La escritora mexicana estuvo en la cárcel tras la contienda

Carlota O'Neill, española de origen, mexicana de adopción, cuenta en Una mujer en la guerra de España una experiencia particular: casada con un militar leal a la república, vivió el fusilamiento de su marido y la cárcel de mujeres en la guerra civil y la inmediata posguerra. Es un libro terrible, curioso, que fue publicado antes en México y ahora aparece en la Editorial Turner. Carlota O'Neill, que pasó por España, contó así su historia a EL PAIS.

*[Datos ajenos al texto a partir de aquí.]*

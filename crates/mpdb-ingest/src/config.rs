//! Pipeline configuration
//!
//! Loaded from a JSON file (`config.json` by default) whose relative paths are
//! resolved against the file's own directory, then overridden by environment
//! variables (a `.env` file is honoured):
//!
//! - `MPDB_OUTPUT_DIR`: directory receiving `data.json`
//! - `MPDB_HTTP_TIMEOUT_SECS`, `MPDB_HTTP_MAX_RETRIES`, `MPDB_HTTP_CONCURRENCY`

use crate::providers::{MembraneSource, PdbeFeature};
use serde::{Deserialize, Serialize};
use serde_json::Value;
use std::collections::{BTreeMap, HashSet};
use std::path::{Path, PathBuf};
use tracing::{debug, info};

// ============================================================================
// Defaults
// ============================================================================

/// Default configuration file name
pub const DEFAULT_CONFIG_FILE: &str = "config.json";

/// Default output directory (relative to the config file)
pub const DEFAULT_OUTPUT_DIR: &str = "results/";

/// Default HTTP timeout in seconds
pub const DEFAULT_TIMEOUT_SECS: u64 = 60;

/// Default number of attempts per request
pub const DEFAULT_MAX_RETRIES: u32 = 3;

/// Default base delay between attempts, doubled on every retry
pub const DEFAULT_RETRY_BACKOFF_MS: u64 = 1000;

/// Default number of concurrent per-entry requests within a stage
pub const DEFAULT_CONCURRENCY: usize = 8;

/// Default number of identifiers per RCSB GraphQL request
pub const DEFAULT_BATCH_SIZE: usize = 200;

/// Configuration errors
#[derive(Debug, thiserror::Error)]
pub enum ConfigError {
    #[error("Failed to read config file '{path}': {source}")]
    Read {
        path: PathBuf,
        source: std::io::Error,
    },

    #[error("Failed to parse config file '{path}': {source}")]
    Parse {
        path: PathBuf,
        source: serde_json::Error,
    },

    #[error("Failed to read RCSB query file '{path}': {source}")]
    QueryFile {
        path: PathBuf,
        source: std::io::Error,
    },

    #[error("Invalid configuration: {0}")]
    Invalid(String),
}

/// Top-level pipeline configuration
#[derive(Debug, Clone, Serialize, Deserialize)]
pub struct PipelineConfig {
    /// Directory receiving `data.json`
    #[serde(default = "default_output")]
    pub output: PathBuf,

    pub search: SearchConfig,

    pub data: DataConfig,

    #[serde(default)]
    pub membrane: MembraneConfig,

    #[serde(default)]
    pub http: HttpSettings,

    #[serde(default)]
    pub endpoints: Endpoints,
}

/// One labelled search clause
#[derive(Debug, Clone, Serialize, Deserialize)]
pub struct LabelledQuery {
    pub label: String,
    pub parameters: Value,
}

/// Search section: labelled clauses combined by a boolean expression
#[derive(Debug, Clone, Serialize, Deserialize)]
pub struct SearchConfig {
    pub query: Vec<LabelledQuery>,
    pub expression: String,
}

impl SearchConfig {
    /// Label to parameters mapping for the query compiler
    pub fn parameters(&self) -> BTreeMap<String, Value> {
        self.query
            .iter()
            .map(|item| (item.label.clone(), item.parameters.clone()))
            .collect()
    }
}

/// Data section: what to fetch and where structures go
#[derive(Debug, Clone, Serialize, Deserialize)]
pub struct DataConfig {
    /// File holding the RCSB GraphQL detail query
    pub rcsb: PathBuf,

    /// PDBe-KB features every curated entry must have
    #[serde(default)]
    pub pdbe: Vec<String>,

    /// Directory for experimental structures (mmCIF)
    pub pdb: PathBuf,

    /// Directory for membrane-embedded structures (PDB)
    pub tm: PathBuf,

    /// Contents of the `rcsb` query file, read at load time
    #[serde(skip)]
    pub rcsb_query: String,
}

/// Membrane annotation preference, highest first
#[derive(Debug, Clone, Serialize, Deserialize, PartialEq, Eq)]
pub struct MembraneConfig {
    pub preference: Vec<MembraneSource>,
}

impl Default for MembraneConfig {
    fn default() -> Self {
        Self {
            preference: vec![
                MembraneSource::Pdbtm,
                MembraneSource::Opm,
                MembraneSource::Memprotmd,
            ],
        }
    }
}

/// HTTP client behaviour shared by every provider
#[derive(Debug, Clone, Serialize, Deserialize)]
#[serde(default)]
pub struct HttpSettings {
    pub timeout_secs: u64,
    /// Attempts per request, including the first one
    pub max_retries: u32,
    pub retry_backoff_ms: u64,
    pub concurrency: usize,
    pub batch_size: usize,
    pub user_agent: String,
}

impl Default for HttpSettings {
    fn default() -> Self {
        Self {
            timeout_secs: DEFAULT_TIMEOUT_SECS,
            max_retries: DEFAULT_MAX_RETRIES,
            retry_backoff_ms: DEFAULT_RETRY_BACKOFF_MS,
            concurrency: DEFAULT_CONCURRENCY,
            batch_size: DEFAULT_BATCH_SIZE,
            user_agent: concat!("mpdb-ingest/", env!("CARGO_PKG_VERSION")).to_string(),
        }
    }
}

/// Base URLs of every external service
#[derive(Debug, Clone, Serialize, Deserialize)]
#[serde(default)]
pub struct Endpoints {
    pub rcsb_search: String,
    pub rcsb_graphql: String,
    pub rcsb_files: String,
    pub pdbe: String,
    pub pdbtm: String,
    pub opm: String,
    pub opm_assets: String,
    pub memprotmd: String,
    pub uniprot_sparql: String,
    pub alphafold: String,
}

impl Default for Endpoints {
    fn default() -> Self {
        Self {
            rcsb_search: "https://search.rcsb.org/rcsbsearch/v2/query".to_string(),
            rcsb_graphql: "https://data.rcsb.org/graphql".to_string(),
            rcsb_files: "https://files.rcsb.org".to_string(),
            pdbe: "https://www.ebi.ac.uk/pdbe/api".to_string(),
            pdbtm: "https://pdbtm.unitmp.org".to_string(),
            opm: "https://opm-back.cc.lehigh.edu".to_string(),
            opm_assets: "https://biomembhub.org".to_string(),
            memprotmd: "https://memprotmd.bioch.ox.ac.uk".to_string(),
            uniprot_sparql: "https://sparql.uniprot.org/sparql".to_string(),
            alphafold: "https://alphafold.ebi.ac.uk".to_string(),
        }
    }
}

impl Endpoints {
    /// Point every service at one base URL (mock servers in tests)
    pub fn all(base: &str) -> Self {
        let base = base.trim_end_matches('/').to_string();
        Self {
            rcsb_search: format!("{base}/rcsbsearch/v2/query"),
            rcsb_graphql: format!("{base}/graphql"),
            rcsb_files: base.clone(),
            pdbe: format!("{base}/pdbe/api"),
            pdbtm: base.clone(),
            opm: base.clone(),
            opm_assets: base.clone(),
            memprotmd: base.clone(),
            uniprot_sparql: format!("{base}/sparql"),
            alphafold: base,
        }
    }
}

fn default_output() -> PathBuf {
    PathBuf::from(DEFAULT_OUTPUT_DIR)
}

impl PipelineConfig {
    /// Load, resolve, apply environment overrides, and validate
    pub fn load(path: impl AsRef<Path>) -> Result<Self, ConfigError> {
        let path = path.as_ref();
        dotenvy::dotenv().ok();

        let raw = std::fs::read_to_string(path).map_err(|source| ConfigError::Read {
            path: path.to_path_buf(),
            source,
        })?;
        let mut config: PipelineConfig =
            serde_json::from_str(&raw).map_err(|source| ConfigError::Parse {
                path: path.to_path_buf(),
                source,
            })?;

        let base = path.parent().unwrap_or_else(|| Path::new("."));
        config.resolve_paths(base);
        config.apply_env_overrides();
        config.load_rcsb_query()?;
        config.validate()?;

        info!(config = %path.display(), "Loaded pipeline configuration");
        debug!(?config, "Resolved configuration");
        Ok(config)
    }

    /// Anchor relative paths at `base`
    pub fn resolve_paths(&mut self, base: &Path) {
        for path in [
            &mut self.output,
            &mut self.data.rcsb,
            &mut self.data.pdb,
            &mut self.data.tm,
        ] {
            if path.is_relative() {
                *path = base.join(&*path);
            }
        }
    }

    fn apply_env_overrides(&mut self) {
        if let Ok(dir) = std::env::var("MPDB_OUTPUT_DIR") {
            self.output = PathBuf::from(dir);
        }
        if let Some(timeout) = env_parse("MPDB_HTTP_TIMEOUT_SECS") {
            self.http.timeout_secs = timeout;
        }
        if let Some(retries) = env_parse("MPDB_HTTP_MAX_RETRIES") {
            self.http.max_retries = retries;
        }
        if let Some(concurrency) = env_parse("MPDB_HTTP_CONCURRENCY") {
            self.http.concurrency = concurrency;
        }
    }

    fn load_rcsb_query(&mut self) -> Result<(), ConfigError> {
        self.data.rcsb_query =
            std::fs::read_to_string(&self.data.rcsb).map_err(|source| ConfigError::QueryFile {
                path: self.data.rcsb.clone(),
                source,
            })?;
        info!(query = %self.data.rcsb.display(), "Loaded RCSB query from file");
        Ok(())
    }

    /// Validate configuration
    pub fn validate(&self) -> Result<(), ConfigError> {
        if self.search.expression.trim().is_empty() {
            return Err(ConfigError::Invalid("search.expression cannot be empty".to_string()));
        }

        let mut labels = HashSet::new();
        for item in &self.search.query {
            if !labels.insert(item.label.as_str()) {
                return Err(ConfigError::Invalid(format!(
                    "duplicate search label '{}'",
                    item.label
                )));
            }
        }

        for feature in &self.data.pdbe {
            feature
                .parse::<PdbeFeature>()
                .map_err(|e| ConfigError::Invalid(e.to_string()))?;
        }

        if self.membrane.preference.is_empty() {
            return Err(ConfigError::Invalid(
                "membrane.preference must name at least one source".to_string(),
            ));
        }
        let mut seen = HashSet::new();
        for source in &self.membrane.preference {
            if !seen.insert(*source) {
                return Err(ConfigError::Invalid(format!(
                    "membrane source '{source}' listed twice"
                )));
            }
        }

        if self.http.timeout_secs == 0 {
            return Err(ConfigError::Invalid("http.timeout_secs must be greater than 0".to_string()));
        }
        if self.http.concurrency == 0 {
            return Err(ConfigError::Invalid("http.concurrency must be greater than 0".to_string()));
        }
        if self.http.batch_size == 0 {
            return Err(ConfigError::Invalid("http.batch_size must be greater than 0".to_string()));
        }

        Ok(())
    }
}

fn env_parse<T: std::str::FromStr>(key: &str) -> Option<T> {
    std::env::var(key).ok().and_then(|s| s.parse().ok())
}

«Yo nací en Madrid», dice Carlota O'Neill, «pero mi padre era mexicano. Como en México funciona la ley de la sangre y no la del territorio, yo podía ser y soy mexicana. Por eso el libro se llamaba Una mexicana en la guerra de España, y era un homenaje al cariño que México profesó y profesa a la España republicana.»«Para mí», dice Carlota O'Neill, «este es más que un libro: es una bandera. Y eso he sentido cuando he ido con él por las universidades de Estados Unidos, de Canadá, de nuestra América. Cuando yo llevaba ya cuatro años en la cárcel, estaba tan compenetrada con ella que había olvidado que era escritora, creo que como posibilidad de subsistencia, y cuando cierta insensibilidad había serenado en parte mi espíritu y me había acostumbrado a la cárcel misma, una mañana apareció la posibilidad de escribir. Y escribí Miradas del otro lado de la reja, que eran el mundo de fuera, para no olvidarlo. Y al mismo tiempo guardaba memoria lo más exacta posible de lo que estaba viviendo allí, porque yo sentía que tenía que escribir todo eso. »

Carlota O'Neill considera que la escritura de este libro ha sido, de alguna manera, una experiencia salvadora. « Yo creo que ha sido como una catarsis: me impuse el deber de contar la verdad, desde aquellos primeros momentos, y lo cierto es que hasta que no cumplí este deber, algunos años más tarde, no me serené. Satisfacción no es la palabra, primero porque es una frivolidad, y luego porque no es precisamente eso lo que se siente ni al vivir ni al recordar esa experiencia.»

La historia, en síntesis, es la que sigue: Virgilio Leret, su marido, capitán aviador y jefe de la base de hidroaviones de Melilla, no se unió a la sublevación de Franco. Fue fusilado. Su mujer pasó a la cárcel, «con un puñado de mujeres muy valerosas, desde mujeres políticas a prostitutas, seres todos», dice Carlota O'Neill, «de un gran alma y valor. Con ellas pasé cinco años, entre peripecias que parecen de novela, hasta que pude irme con mis dos hijas, rescatándolas del Tribunal Tutelar de Menores, a Venezuela, y luego a México. Antes he ejercido el periodismo con seudónimo, Laura de Noves, para ganarme la vida. Y luego, ya en México, donde tomé la nacionalidad de mi padre, a la que tenía derecho, he podido escribir esto. Y recordar este país, ahora felizmente tan distinto, y viviendo. Lo más emocionante ha sido la compenetración que he visto surgir, los gestos de solidaridad y cariño para seguir con vida y trabajando. Pero nunca he olvidado.»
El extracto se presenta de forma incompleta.